**WORK ORDER:** If a line in the records below contains the word "WorldStatus", return that line.

Stored items:
Segment Open
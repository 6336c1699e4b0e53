//! The aggregate root held by the state container

use tracing::debug;

use super::ui::{Mode, Selection};
use crate::domain::{ErrorRecord, ModEntry, ShardState, WorldStatus};

/// Everything the UI needs to draw one frame
///
/// The shard set is fixed when the container is built; mutations may change
/// shard fields but never add, remove or reorder shards.
#[derive(Debug, Clone, Default)]
pub struct AppState {
    /// Configured shards, in configured order
    pub shards: Vec<ShardState>,

    /// Latest world status; absent until the first successful query
    pub world: Option<WorldStatus>,
    pub world_error: Option<ErrorRecord>,

    /// Most recent chat log lines, oldest first
    pub chat: Vec<String>,
    pub chat_error: Option<ErrorRecord>,

    /// Mods listed in the cluster's overrides
    pub mods: Vec<ModEntry>,
    pub mods_error: Option<ErrorRecord>,

    /// User control actions currently in flight
    pub pending_actions: usize,

    pub selection: Selection,
    pub mode: Mode,

    /// Incremented exactly once per mutation
    pub version: u64,
}

impl AppState {
    /// Initial state for the given shard names
    pub fn new<S: AsRef<str>>(shard_names: &[S]) -> Self {
        debug!(count = shard_names.len(), "AppState::new: called");
        Self {
            shards: shard_names.iter().map(|n| ShardState::new(n.as_ref())).collect(),
            ..Default::default()
        }
    }

    /// Look up a shard by name
    pub fn shard(&self, name: &str) -> Option<&ShardState> {
        self.shards.iter().find(|s| s.name == name)
    }

    /// Mutable lookup, for use inside `StateContainer::mutate`
    pub fn shard_mut(&mut self, name: &str) -> Option<&mut ShardState> {
        self.shards.iter_mut().find(|s| s.name == name)
    }

    /// Configured shard names, in order
    pub fn shard_names(&self) -> impl Iterator<Item = &str> {
        self.shards.iter().map(|s| s.name.as_str())
    }

    /// Functional update of a single shard; unknown names leave the state as is
    pub fn with_shard(mut self, name: &str, update: impl FnOnce(&mut ShardState)) -> Self {
        match self.shard_mut(name) {
            Some(shard) => update(shard),
            None => debug!(%name, "AppState::with_shard: unknown shard, ignoring"),
        }
        self
    }

    /// The shard under the dashboard cursor
    pub fn selected_shard(&self) -> Option<&ShardState> {
        self.shards.get(self.selection.shard)
    }

    /// Number of shards currently reporting an error
    pub fn error_count(&self) -> usize {
        self.shards.iter().filter(|s| s.has_error()).count()
    }

    pub(crate) fn same_shard_set(&self, other: &AppState) -> bool {
        self.shards.len() == other.shards.len() && self.shard_names().eq(other.shard_names())
    }
}
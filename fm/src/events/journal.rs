//! Event Journal - persists events to a JSONL file
//!
//! The journal subscribes to every event kind and appends one timestamped
//! JSON object per line. Useful for debugging what the coordinator did while
//! the TUI owned the terminal.

use std::fs::{self, File, OpenOptions};
use std::io::{BufWriter, Write};
use std::path::{Path, PathBuf};
use std::sync::{Arc, Mutex, PoisonError};

use chrono::{DateTime, Utc};
use eyre::{Context, Result};
use serde::{Deserialize, Serialize};
use tracing::{debug, warn};

use super::bus::{EventBus, SubscriptionHandle};
use super::types::Event;

/// One line of the journal
#[derive(Debug, Clone, PartialEq, Serialize, Deserialize)]
pub struct JournalEntry {
    #[serde(rename = "ts")]
    pub timestamp: DateTime<Utc>,
    pub event: Event,
}

impl JournalEntry {
    pub fn new(event: Event) -> Self {
        Self {
            timestamp: Utc::now(),
            event,
        }
    }
}

/// Append-only JSONL writer for bus events
#[derive(Debug)]
pub struct EventJournal {
    path: PathBuf,
    writer: Mutex<BufWriter<File>>,
}

impl EventJournal {
    /// Open (or create) the journal at `path`, creating parent directories
    pub fn open(path: impl AsRef<Path>) -> Result<Self> {
        let path = path.as_ref().to_path_buf();
        debug!(?path, "EventJournal::open: called");
        if let Some(parent) = path.parent() {
            fs::create_dir_all(parent).wrap_err_with(|| format!("Failed to create {}", parent.display()))?;
        }
        let file = OpenOptions::new()
            .create(true)
            .append(true)
            .open(&path)
            .wrap_err_with(|| format!("Failed to open event journal {}", path.display()))?;
        Ok(Self {
            path,
            writer: Mutex::new(BufWriter::new(file)),
        })
    }

    /// Default location: `<data_local_dir>/fishmanager/events.jsonl`
    pub fn default_path() -> Result<PathBuf> {
        let data_dir = dirs::data_local_dir().ok_or_else(|| eyre::eyre!("Could not determine data directory"))?;
        Ok(data_dir.join("fishmanager").join("events.jsonl"))
    }

    pub fn path(&self) -> &Path {
        &self.path
    }

    /// Append one event
    pub fn write_event(&self, event: &Event) -> Result<()> {
        let entry = JournalEntry::new(event.clone());
        let json = serde_json::to_string(&entry)?;
        let mut writer = self.writer.lock().unwrap_or_else(PoisonError::into_inner);
        writeln!(writer, "{}", json)?;
        writer.flush()?;
        Ok(())
    }

    /// Subscribe this journal to every event on `bus`
    pub fn attach(self, bus: &EventBus) -> Result<SubscriptionHandle> {
        debug!(path = ?self.path, "EventJournal::attach: called");
        let journal = Arc::new(self);
        bus.subscribe_all(move |event| journal.write_event(event))
    }
}

/// Read every entry of a journal file; unparseable lines are skipped
pub fn read_journal(path: impl AsRef<Path>) -> Result<Vec<JournalEntry>> {
    let path = path.as_ref();
    debug!(?path, "read_journal: called");

    if !path.exists() {
        return Ok(Vec::new());
    }

    let content = fs::read_to_string(path).wrap_err_with(|| format!("Failed to read {}", path.display()))?;
    let mut entries = Vec::new();
    for line in content.lines() {
        if line.trim().is_empty() {
            continue;
        }
        match serde_json::from_str::<JournalEntry>(line) {
            Ok(entry) => entries.push(entry),
            Err(e) => warn!(line, error = %e, "read_journal: failed to parse line"),
        }
    }

    debug!(count = entries.len(), "read_journal: loaded entries");
    Ok(entries)
}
Segment Closed
**RESULT FOR THIS TASK:**
use crate::domain::{ErrorRecord, ModEntry, ShardState, WorldStatus};
    pub world: Option<WorldStatus>,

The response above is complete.